Louhichi (2018) points to a structure which he claims has remained unnoticed in previous studies. Speakers of TA break down the motion event into two subevents, with one referring to the manner of motion and the other to the path: the boy runs and enters the house. Given this pattern in TA, Louhichi argues that, this constitutes a specific subtype of the verb-framed category (2018:358). This pattern, however, can also be found in other “typical” verb-framed languages such as French (Gerwien and von Stutterheim, 2018; von Stutterheim and Gerwien, in press). Based on these findings, the categorization of TA as verb-framed seems to be warranted. However, the two studies by Saidi (2006) and Louhichi (2018) do not extend the question to the other relevant domain, the presence of temporal aspect.

The Interrelationship Between Temporal and Spatial Conceptual Categories

The study by von Stutterheim et al. (2017) shows an interdependency between spatial and temporal components in the verbalization of motion events which had not been described before. TA is a language in which verbal aspect is encoded morphologically in the verb. As in MSA, there is the opposition between an imperfective (prefixed) and a perfective (suffixed) as well as a progressive form (semi-finite participle active). Unlike TA, this does not have a grammaticalized status in MSA. The use of the perfective requires a point of change, mša PF.3SGM “to move”, “go away” (starting point, change from being at location x to leaving x) or dxal PF.3SGM “to enter” (goal point, change from being outside to inside of an object y). A path verb marked by the perfective expresses “goal reached” and the state following the boundary crossing is thereby asserted:

(1) qaṭṭos dxal li l-bl̄t

cat enter-PF.3SGM to DEF-room

‘a cat entered the room (and is now in the room)'

By contrast, verbs in the progressive form refer to a motion event where the figure is on a path that leads incrementally to a goal, or away from a point at a source. In this case, reference is made to a dynamic situation which does not include the state at the goal point after boundary crossing.

(2) rāgel dāxel li s-supermarché

man enter-PART.3SGM to DEF-supermarket

‘a man is entering the supermarket (but is not yet in

the supermarket)'

Use of the imperfective form cannot occur with references to goal-oriented motion since the perspective established by the imperfective relates to a figure in motion without an envisaged goal. It can combine with forms which refer to a location or those with no spatial adjunct.

(3) rāgel yhawwes fi š-šāri

man go-out-IPF.3SGM in DEF-street

‘a man is going out for a walk in the street'

(4) mra tegri

woman run-IPF.3SG.F

‘a woman is running'

The implications that arise between spatial and temporal concepts in the representation of motion events in TA lead to specific constraints that are not found in languages that do not have a comparable aspectual system. The perfective combines with a two-state predicate and asserts the second state (post state) which refers to the position of the figure following the boundary crossing. The progressive combines with the same types of predicates but refers to the initial state before the boundary crossing. The opposition between the perfective and the progressive, when used in the context of motion events, has implications for information selected for expression in the spatial domain. The imperfective is confined to one-state predicates. It therefore blocks access to a goal point as well as to forms of spatial reference which imply directionality. The relevant factors when encoding information on motion events in TA in the three templates can be summarized as follows (see also von Stutterheim et al., 2017, 2020).

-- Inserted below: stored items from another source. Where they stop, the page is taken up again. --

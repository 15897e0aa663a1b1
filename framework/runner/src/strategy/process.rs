use std::io::{self, BufReader};
use std::path::Path;
use std::process::{Child, ChildStdout, Command, Stdio};
use std::thread::JoinHandle;
use std::time::{Duration, Instant};

use crossbeam_channel::{RecvTimeoutError, Sender};
use exec_harness_core::prelude::{ExecutionError, Workload};
use exec_harness_instruments::TimingRecorder;
use exec_harness_summary_model::{ExecutorIdentity, RunSummary, Strategy, TaskResult};

use crate::context::RunConfig;
use crate::ipc::{read_frame, write_frame, FrameError, WorkerCommand, WorkerMessage};
use crate::strategy::{RunCollector, StrategyRunner};
use crate::worker::INJECTED_FAILURE_EXIT_CODE;
use crate::worker_binary::worker_path;

/// How often the supervisor looks at the stop signal while no worker has anything to say.
const POLL_INTERVAL: Duration = Duration::from_millis(20);

/// Flag that switches the harness binary into worker mode.
pub const WORKER_FLAG: &str = "--worker";

/// Runs every workload in its own worker process, all started together.
///
/// The supervisor never aborts the batch for one worker: spawn failures, crashes and protocol
/// errors are recorded against that workload and the others carry on. Workers still running when
/// the process timeout or the run deadline is reached are killed.
#[derive(Debug, Default, Clone, Copy)]
pub struct MultiProcessRunner;

#[derive(Debug)]
enum WorkerEvent {
    Message(WorkerMessage),
    Closed,
    Broken(String),
}

struct Worker {
    child: Child,
    reader: Option<JoinHandle<()>>,
    spawned_at: Instant,
    ready_at: Option<Instant>,
}

impl StrategyRunner for MultiProcessRunner {
    fn strategy(&self) -> Strategy {
        Strategy::MultiProcess
    }

    fn execute(
        &self,
        workloads: &[Workload],
        config: &RunConfig,
    ) -> Result<RunSummary, ExecutionError> {
        let run = config.start_run();
        let mut collector = RunCollector::start(self.strategy(), workloads);
        let recorder = TimingRecorder::new(workloads.len());

        let program = match worker_path(config.worker_program.as_deref()) {
            Ok(program) => Some(program),
            Err(e) => {
                log::error!("No worker program available: {e:?}");
                for (slot, workload) in workloads.iter().enumerate() {
                    collector.record(
                        slot,
                        Err(ExecutionError::SpawnFailed {
                            workload: workload.name().to_string(),
                            source: io::Error::new(io::ErrorKind::NotFound, format!("{e:#}")),
                        }),
                    );
                }
                None
            }
        };

        let (sender, receiver) = crossbeam_channel::unbounded();
        let wall_start = Instant::now();
        let mut workers = Vec::with_capacity(workloads.len());
        for (slot, workload) in workloads.iter().enumerate() {
            let Some(program) = program.as_deref() else {
                workers.push(None);
                continue;
            };

            match spawn_worker(program, slot, workload, sender.clone()) {
                Ok(worker) => {
                    log::debug!(
                        "Spawned worker PID {} for '{}'",
                        worker.child.id(),
                        workload.name()
                    );
                    workers.push(Some(worker));
                }
                Err(source) => {
                    collector.record(
                        slot,
                        Err(ExecutionError::SpawnFailed {
                            workload: workload.name().to_string(),
                            source,
                        }),
                    );
                    workers.push(None);
                }
            }
        }
        drop(sender);

        let ceiling = wall_start + config.process_timeout;
        let mut interrupted = false;
        let mut timed_out = false;
        while workers
            .iter()
            .enumerate()
            .any(|(slot, w)| w.is_some() && !collector.has_outcome(slot))
        {
            if run.should_stop() {
                interrupted = true;
                break;
            }
            let now = Instant::now();
            if now >= ceiling {
                timed_out = true;
                break;
            }

            match receiver.recv_timeout((ceiling - now).min(POLL_INTERVAL)) {
                Ok((slot, event)) => {
                    let received_at = Instant::now();
                    let workload = &workloads[slot];
                    let Some(worker) = workers[slot].as_mut() else {
                        continue;
                    };
                    if collector.has_outcome(slot) {
                        continue;
                    }

                    match event {
                        WorkerEvent::Message(WorkerMessage::Ready { pid }) => {
                            log::trace!("Worker PID {pid} ready for '{}'", workload.name());
                            worker.ready_at = Some(received_at);
                        }
                        WorkerEvent::Message(WorkerMessage::Done { value, pid }) => {
                            let start = worker.ready_at.unwrap_or(worker.spawned_at);
                            let interval =
                                recorder.store(slot, workload.name(), start, received_at);
                            collector.record(
                                slot,
                                Ok(TaskResult::new(
                                    workload.name(),
                                    interval.start,
                                    interval.end,
                                    value,
                                    ExecutorIdentity::Process { pid },
                                )
                                .with_startup_overhead(
                                    start.saturating_duration_since(worker.spawned_at),
                                )),
                            );
                        }
                        WorkerEvent::Message(WorkerMessage::Failed { message }) => {
                            collector.record(
                                slot,
                                Err(ExecutionError::Crashed {
                                    workload: workload.name().to_string(),
                                    message,
                                }),
                            );
                        }
                        WorkerEvent::Closed => {
                            collector.record(slot, Err(exit_error(workload, &mut worker.child)));
                        }
                        WorkerEvent::Broken(message) => {
                            kill(worker, workload);
                            collector.record(
                                slot,
                                Err(ExecutionError::Protocol {
                                    workload: workload.name().to_string(),
                                    message,
                                }),
                            );
                        }
                    }
                }
                Err(RecvTimeoutError::Timeout) => {}
                Err(RecvTimeoutError::Disconnected) => break,
            }
        }

        for (slot, worker) in workers.iter_mut().enumerate() {
            let Some(worker) = worker.as_mut() else {
                continue;
            };
            let workload = &workloads[slot];

            if !collector.has_outcome(slot) {
                kill(worker, workload);
                let error = if timed_out {
                    ExecutionError::TimedOut {
                        workload: workload.name().to_string(),
                        timeout: config.process_timeout,
                    }
                } else {
                    ExecutionError::cancelled(workload.name())
                };
                collector.record(slot, Err(error));
            }

            if let Err(e) = worker.child.wait() {
                log::warn!("Failed to reap worker for '{}': {e}", workload.name());
            }
            if let Some(reader) = worker.reader.take() {
                if reader.join().is_err() {
                    log::warn!("Reader thread for '{}' panicked", workload.name());
                }
            }
        }
        let wall_clock_elapsed = wall_start.elapsed();

        let mut summary = collector.finish(wall_clock_elapsed, interrupted || timed_out);
        summary.startup_overhead = summary
            .results
            .iter()
            .filter_map(|r| r.startup_overhead)
            .max();
        Ok(summary)
    }
}

fn spawn_worker(
    program: &Path,
    slot: usize,
    workload: &Workload,
    sender: Sender<(usize, WorkerEvent)>,
) -> io::Result<Worker> {
    let spawned_at = Instant::now();
    let mut child = Command::new(program)
        .arg(WORKER_FLAG)
        .stdin(Stdio::piped())
        .stdout(Stdio::piped())
        .stderr(Stdio::inherit())
        .spawn()?;

    let handed_over = child
        .stdin
        .take()
        .ok_or_else(|| io::Error::other("worker stdin was not captured"))
        .and_then(|mut stdin| {
            write_frame(
                &mut stdin,
                &WorkerCommand::Run {
                    workload: workload.clone(),
                },
            )
            .map_err(io::Error::other)
        })
        .and_then(|()| {
            child
                .stdout
                .take()
                .ok_or_else(|| io::Error::other("worker stdout was not captured"))
        })
        .and_then(|stdout| spawn_reader(slot, stdout, sender));

    match handed_over {
        Ok(reader) => Ok(Worker {
            child,
            reader: Some(reader),
            spawned_at,
            ready_at: None,
        }),
        Err(e) => {
            let _ = child.kill();
            let _ = child.wait();
            Err(e)
        }
    }
}

/// Forward every frame a worker writes to the supervisor, ending with [WorkerEvent::Closed] or
/// [WorkerEvent::Broken].
fn spawn_reader(
    slot: usize,
    stdout: ChildStdout,
    sender: Sender<(usize, WorkerEvent)>,
) -> io::Result<JoinHandle<()>> {
    std::thread::Builder::new()
        .name(format!("worker-reader-{slot}"))
        .spawn(move || {
            let mut reader = BufReader::new(stdout);
            loop {
                let event = match read_frame::<_, WorkerMessage>(&mut reader) {
                    Ok(message) => WorkerEvent::Message(message),
                    Err(FrameError::EndOfStream) => WorkerEvent::Closed,
                    Err(e) => WorkerEvent::Broken(e.to_string()),
                };
                let last = !matches!(event, WorkerEvent::Message(_));
                if sender.send((slot, event)).is_err() || last {
                    break;
                }
            }
        })
}

/// The error for a worker that closed its output without reporting a result.
fn exit_error(workload: &Workload, child: &mut Child) -> ExecutionError {
    match child.wait() {
        Ok(status) if status.code() == Some(INJECTED_FAILURE_EXIT_CODE) => {
            ExecutionError::Injected {
                workload: workload.name().to_string(),
            }
        }
        Ok(status) => ExecutionError::Crashed {
            workload: workload.name().to_string(),
            message: format!("worker exited with {status} before reporting a result"),
        },
        Err(e) => ExecutionError::Crashed {
            workload: workload.name().to_string(),
            message: format!("worker closed its output and could not be waited on: {e}"),
        },
    }
}

fn kill(worker: &mut Worker, workload: &Workload) {
    if let Ok(None) = worker.child.try_wait() {
        log::warn!(
            "Killing worker PID {} for '{}'",
            worker.child.id(),
            workload.name()
        );
        if let Err(e) = worker.child.kill() {
            log::error!("Failed to kill worker for '{}': {e}", workload.name());
        }
    }
}
use exec_harness_summary_model::{RunStatus, Strategy};

use crate::model::{ComparisonReport, Decision};

/// Pick the strategy the measurements favour for the report's workload profile.
///
/// Only complete runs without timing law violations count. A strategy has to beat the sequential
/// baseline by more than the tolerance, otherwise sequential stays the recommendation.
pub(crate) fn decide(report: &ComparisonReport) -> Option<Decision> {
    report.baseline?;

    let (mut faster, no_gain): (Vec<_>, Vec<_>) = report
        .strategies
        .iter()
        .filter(|s| s.status == RunStatus::Complete && s.violations.is_empty())
        .filter(|s| s.strategy != Strategy::Sequential)
        .filter_map(|s| s.speedup_vs_baseline.map(|speedup| (s.strategy, speedup)))
        .partition(|(_, speedup)| *speedup > 1.0 + report.tolerance);

    faster.sort_by(|a, b| b.1.total_cmp(&a.1));
    let mut faster = faster.into_iter();

    let (recommended, speedup) = faster.next().unwrap_or((Strategy::Sequential, 1.0));

    Some(Decision {
        profile: report.profile,
        recommended,
        speedup,
        also_faster: faster.collect(),
        no_gain: no_gain.into_iter().map(|(strategy, _)| strategy).collect(),
    })
}
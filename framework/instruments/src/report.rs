mod in_memory_reporter;
mod jsonl_reporter;
mod summary_report;

use exec_harness_summary_model::RunSummary;
use parking_lot::Mutex;
use std::path::PathBuf;

pub use in_memory_reporter::intervals_table::{interval_rows, render_timeline, IntervalRow};
pub use in_memory_reporter::InMemoryReporter;
pub use jsonl_reporter::JsonlReporter;
pub use summary_report::runs_table::RunRow;
pub use summary_report::SummaryReportCollector;

pub trait ReportCollector {
    /// Record a finished strategy run.
    fn add_run(&mut self, run: &RunSummary);

    /// Called once after the last run has been added.
    fn finalize(&self);
}

/// Choose which collectors receive run summaries.
#[derive(Debug, Default, Clone)]
pub struct ReportConfig {
    in_memory: bool,
    summary: bool,
    jsonl_path: Option<PathBuf>,
}

impl ReportConfig {
    /// Print per-workload interval tables when the reporter is finalized.
    pub fn enable_in_memory(mut self) -> Self {
        self.in_memory = true;
        self
    }

    /// Print one row per strategy run when the reporter is finalized.
    pub fn enable_summary(mut self) -> Self {
        self.summary = true;
        self
    }

    /// Append every run summary to a JSON Lines file as it is added.
    pub fn enable_jsonl(mut self, path: PathBuf) -> Self {
        self.jsonl_path = Some(path);
        self
    }

    pub fn init(self) -> Reporter {
        let mut collectors: Vec<Box<dyn ReportCollector + Send>> = Vec::new();
        if self.in_memory {
            collectors.push(Box::new(InMemoryReporter::new()));
        }
        if self.summary {
            collectors.push(Box::new(SummaryReportCollector::new()));
        }
        if let Some(path) = self.jsonl_path {
            collectors.push(Box::new(JsonlReporter::new(path)));
        }

        Reporter {
            collectors: Mutex::new(collectors),
        }
    }
}

/// Fans run summaries out to the configured collectors. Safe to share between threads.
pub struct Reporter {
    collectors: Mutex<Vec<Box<dyn ReportCollector + Send>>>,
}

impl Reporter {
    pub fn add_run(&self, run: &RunSummary) {
        for collector in self.collectors.lock().iter_mut() {
            collector.add_run(run);
        }
    }

    pub fn finalize(&self) {
        for collector in self.collectors.lock().iter() {
            collector.finalize();
        }
    }

    pub fn collector_count(&self) -> usize {
        self.collectors.lock().len()
    }
}

#[cfg(test)]
mod tests {
    use super::*;

    #[test]
    fn default_config_has_no_collectors() {
        assert_eq!(0, ReportConfig::default().init().collector_count());
    }

    #[test]
    fn each_enabled_collector_is_created() {
        let reporter = ReportConfig::default()
            .enable_in_memory()
            .enable_summary()
            .enable_jsonl(PathBuf::from("unused.jsonl"))
            .init();
        assert_eq!(3, reporter.collector_count());
    }
}
use exec_harness_summary_model::RunSummary;
use std::time::Duration;
use tabled::Tabled;

/// Width of the timeline column, in characters.
pub const TIMELINE_WIDTH: usize = 40;

#[derive(Tabled, Debug, Clone, PartialEq)]
pub struct IntervalRow {
    pub workload: String,
    #[tabled(display = "float3")]
    pub start_s: f64,
    #[tabled(display = "float3")]
    pub end_s: f64,
    #[tabled(display = "float3")]
    pub duration_s: f64,
    pub executor: String,
    pub timeline: String,
}

fn float3(n: &f64) -> String {
    format!("{:.3}", n)
}

/// Draw `[start, end)` as a bar on a line representing `[0, total)`.
///
/// Bars of overlapping workloads line up vertically, which is the point of the column.
pub fn render_timeline(start: Duration, end: Duration, total: Duration, width: usize) -> String {
    if width == 0 {
        return String::new();
    }
    if total.is_zero() {
        return "#".repeat(width);
    }

    let scale = |d: Duration| -> usize {
        let cell = (d.as_secs_f64() / total.as_secs_f64() * width as f64).round() as usize;
        cell.min(width)
    };

    let from = scale(start);
    // Always draw at least one cell so very short workloads stay visible.
    let to = scale(end).max(from + 1).min(width);
    let from = from.min(to.saturating_sub(1));

    format!(
        "{}{}{}",
        ".".repeat(from),
        "#".repeat(to - from),
        ".".repeat(width - to)
    )
}

/// One row per successful workload, in completion order.
pub fn interval_rows(run: &RunSummary) -> Vec<IntervalRow> {
    let total = run
        .results
        .iter()
        .map(|r| r.end)
        .max()
        .unwrap_or_default()
        .max(run.wall_clock_elapsed);

    run.results
        .iter()
        .map(|result| {
            let label = run
                .workloads
                .iter()
                .find(|w| w.name() == result.workload_name)
                .map(|w| w.display_name())
                .unwrap_or_else(|| result.workload_name.clone());

            IntervalRow {
                workload: label,
                start_s: result.start.as_secs_f64(),
                end_s: result.end.as_secs_f64(),
                duration_s: result.duration().as_secs_f64(),
                executor: result.executor.to_string(),
                timeline: render_timeline(result.start, result.end, total, TIMELINE_WIDTH),
            }
        })
        .collect()
}
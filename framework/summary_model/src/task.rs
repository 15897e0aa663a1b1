use std::fmt::{Display, Formatter};
use std::time::Duration;

use exec_harness_core::prelude::{ExecutionError, FailureKind};
use exec_harness_core::serde_secs;
use serde::{Deserialize, Serialize};

/// The execution unit that ran a workload. Only used to show which vehicle did the work.
#[derive(Debug, Clone, PartialEq, Eq, Serialize, Deserialize)]
#[serde(tag = "unit", rename_all = "snake_case")]
pub enum ExecutorIdentity {
    /// The thread that called the runner.
    Caller { thread: String },
    /// A task on the single-threaded event loop.
    EventLoopTask { task_id: u64 },
    /// A dedicated OS thread.
    Thread { name: String, id: String },
    /// A worker process.
    Process { pid: u32 },
}

impl ExecutorIdentity {
    pub fn current_thread() -> Self {
        let thread = std::thread::current();
        ExecutorIdentity::Caller {
            thread: thread
                .name()
                .map(str::to_string)
                .unwrap_or_else(|| format!("{:?}", thread.id())),
        }
    }
}

impl Display for ExecutorIdentity {
    fn fmt(&self, f: &mut Formatter<'_>) -> std::fmt::Result {
        match self {
            ExecutorIdentity::Caller { thread } => write!(f, "caller ({thread})"),
            ExecutorIdentity::EventLoopTask { task_id } => write!(f, "task #{task_id}"),
            ExecutorIdentity::Thread { name, id } => write!(f, "thread {name} ({id})"),
            ExecutorIdentity::Process { pid } => write!(f, "PID {pid}"),
        }
    }
}

/// The outcome of one workload that ran to completion.
#[derive(Debug, Clone, PartialEq, Serialize, Deserialize)]
pub struct TaskResult {
    pub workload_name: String,
    /// Offset from the start of the run, on a monotonic clock.
    #[serde(with = "serde_secs")]
    pub start: Duration,
    /// Offset from the start of the run, on a monotonic clock.
    #[serde(with = "serde_secs")]
    pub end: Duration,
    pub value: u64,
    pub executor: ExecutorIdentity,
    /// Time between asking for the execution unit and the unit being ready to work.
    ///
    /// Only measured for worker processes, where it is not amortised over a short run.
    #[serde(
        default,
        with = "serde_secs::option",
        skip_serializing_if = "Option::is_none"
    )]
    pub startup_overhead: Option<Duration>,
}

impl TaskResult {
    pub fn new(
        workload_name: impl Into<String>,
        start: Duration,
        end: Duration,
        value: u64,
        executor: ExecutorIdentity,
    ) -> Self {
        Self {
            workload_name: workload_name.into(),
            start,
            end: end.max(start),
            value,
            executor,
            startup_overhead: None,
        }
    }

    pub fn with_startup_overhead(mut self, overhead: Duration) -> Self {
        self.startup_overhead = Some(overhead);
        self
    }

    pub fn duration(&self) -> Duration {
        self.end.saturating_sub(self.start)
    }
}

/// A workload that did not produce a result.
#[derive(Debug, Clone, PartialEq, Serialize, Deserialize)]
pub struct TaskFailure {
    pub workload_name: String,
    pub kind: FailureKind,
    pub error: String,
}

impl TaskFailure {
    pub fn from_error(workload_name: impl Into<String>, error: &ExecutionError) -> Self {
        Self {
            workload_name: workload_name.into(),
            kind: error.kind(),
            error: error.to_string(),
        }
    }
}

• Change-of-state / path verbs + PROG/PF → events expressing directed motion

• Change-of-state/ path verbs + PF → events expressing the state following a boundary crossing

• No change-of-state/ manner verbs+ IPF → situations expressing activities/ states relating to the location of figure or those with no spatial information

German

Since motion events in German have been studied in depth (see overview De Knop, 2020), its status as a typical representative of the type satellite-framed language is well-established. German possesses a rich repertoire of manner verbs, with very few path verbs that are rarely used. Motion events are thus expressed by manner verbs and particles³ or prepositional adjuncts when providing information on the path of motion. Speakers of German typically combine manner verbs with directional adjuncts when referring to dynamic motion events as in eine Frau läuft in den Supermarkt “a woman walks into the supermarket” (cf. Carroll and von Stutterheim, 2011; Carroll, 2000). Note, however, that in most cases, specific information on the boundary crossing remains underspecified: In contrast to a language such as TA, the description in German leaves the question open as to whether the woman is still underway to the supermarket or whether the supermarket has actually been entered. In cases where directed motion would not include reference to a source or a goal point, speakers of German provide information on the path taken by the figure by reference to the ground traversed (eine Frau läuft eine Straße entlang “a woman walks a road along”). Since manner verbs are a core feature in the expression of motion events in German which means that they have to be complemented by information on the path, a sentence such as Ein Kind läuft auf der Straße (a child walks on the street) does express a different type of situation.. It focusses on the manner “walk-on-the-street” as a kind of property of the figure in contrast to somewhere else (e.g., walk-on-the side path). The data show that German speakers rarely use locational adjuncts when referring to events involving directed motion (Flecken et al., 2015). This means that the relevant categories in the encoding of motion events in German differ markedly from those described for TA. Furthermore, aspectual categories do not play a role in German. The specific criteria thus merge into one template in German.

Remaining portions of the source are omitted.